*TASK REQUIREMENTS:*
Please count, in the material below, each line containing "other", and report only the number.

*** Opening EXTRACTED DATA ***

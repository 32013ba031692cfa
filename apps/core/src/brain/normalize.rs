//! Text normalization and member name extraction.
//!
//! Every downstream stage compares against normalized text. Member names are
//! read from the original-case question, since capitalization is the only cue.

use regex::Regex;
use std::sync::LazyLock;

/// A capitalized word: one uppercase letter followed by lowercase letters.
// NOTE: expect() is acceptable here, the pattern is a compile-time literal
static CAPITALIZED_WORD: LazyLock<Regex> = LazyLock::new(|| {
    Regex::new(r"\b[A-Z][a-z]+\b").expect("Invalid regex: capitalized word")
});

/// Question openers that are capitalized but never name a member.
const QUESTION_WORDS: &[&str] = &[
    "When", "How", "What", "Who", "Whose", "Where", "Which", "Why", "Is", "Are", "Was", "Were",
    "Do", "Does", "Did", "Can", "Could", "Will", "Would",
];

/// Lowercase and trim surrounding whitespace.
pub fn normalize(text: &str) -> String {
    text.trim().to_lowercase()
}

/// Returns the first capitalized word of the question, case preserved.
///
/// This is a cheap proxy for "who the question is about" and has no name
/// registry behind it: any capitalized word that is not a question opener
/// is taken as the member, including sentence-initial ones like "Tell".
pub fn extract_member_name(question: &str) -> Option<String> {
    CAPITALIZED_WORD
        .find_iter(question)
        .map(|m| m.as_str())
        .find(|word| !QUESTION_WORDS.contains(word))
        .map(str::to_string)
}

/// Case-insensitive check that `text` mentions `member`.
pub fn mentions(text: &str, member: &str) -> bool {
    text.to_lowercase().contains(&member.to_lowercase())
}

*** Closing EXTRACTED DATA ***
*** Opening EXTRACTED DATA ***

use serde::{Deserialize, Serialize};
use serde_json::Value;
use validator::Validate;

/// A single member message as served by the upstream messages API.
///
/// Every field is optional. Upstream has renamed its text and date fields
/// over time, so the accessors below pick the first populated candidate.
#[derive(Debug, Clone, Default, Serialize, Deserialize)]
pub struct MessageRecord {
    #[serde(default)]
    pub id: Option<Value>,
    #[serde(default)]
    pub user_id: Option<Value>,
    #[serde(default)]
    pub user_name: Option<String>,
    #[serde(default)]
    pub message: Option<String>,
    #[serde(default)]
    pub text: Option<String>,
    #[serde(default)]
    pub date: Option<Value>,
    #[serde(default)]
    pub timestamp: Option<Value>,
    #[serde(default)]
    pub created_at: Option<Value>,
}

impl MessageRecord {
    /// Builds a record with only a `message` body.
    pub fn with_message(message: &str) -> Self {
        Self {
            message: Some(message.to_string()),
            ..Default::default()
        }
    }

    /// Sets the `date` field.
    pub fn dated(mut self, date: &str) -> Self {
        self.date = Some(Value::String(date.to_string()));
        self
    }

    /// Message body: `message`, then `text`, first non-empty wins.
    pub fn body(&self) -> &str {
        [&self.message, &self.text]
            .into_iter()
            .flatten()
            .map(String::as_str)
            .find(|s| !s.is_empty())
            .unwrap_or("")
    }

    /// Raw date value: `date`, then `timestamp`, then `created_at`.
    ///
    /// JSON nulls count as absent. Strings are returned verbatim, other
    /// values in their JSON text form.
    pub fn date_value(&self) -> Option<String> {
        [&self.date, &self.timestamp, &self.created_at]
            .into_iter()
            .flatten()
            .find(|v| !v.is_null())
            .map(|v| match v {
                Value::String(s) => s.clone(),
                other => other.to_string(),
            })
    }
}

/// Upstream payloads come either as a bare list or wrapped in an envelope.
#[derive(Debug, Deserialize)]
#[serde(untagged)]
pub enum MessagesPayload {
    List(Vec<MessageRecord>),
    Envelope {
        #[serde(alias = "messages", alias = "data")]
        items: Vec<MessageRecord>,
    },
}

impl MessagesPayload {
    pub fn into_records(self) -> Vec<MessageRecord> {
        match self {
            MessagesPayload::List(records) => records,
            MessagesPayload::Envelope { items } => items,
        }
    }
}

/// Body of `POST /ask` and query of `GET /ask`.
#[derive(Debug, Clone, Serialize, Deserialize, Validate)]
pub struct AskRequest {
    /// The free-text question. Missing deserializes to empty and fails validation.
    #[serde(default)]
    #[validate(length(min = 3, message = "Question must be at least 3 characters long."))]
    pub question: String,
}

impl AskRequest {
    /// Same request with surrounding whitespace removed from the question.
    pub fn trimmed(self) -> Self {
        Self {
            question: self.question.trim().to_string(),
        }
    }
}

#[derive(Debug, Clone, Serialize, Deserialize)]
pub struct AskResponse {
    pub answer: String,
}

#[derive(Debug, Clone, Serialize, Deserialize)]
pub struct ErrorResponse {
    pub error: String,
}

*** Closing EXTRACTED DATA ***

*EXPECTED ANSWER:*
2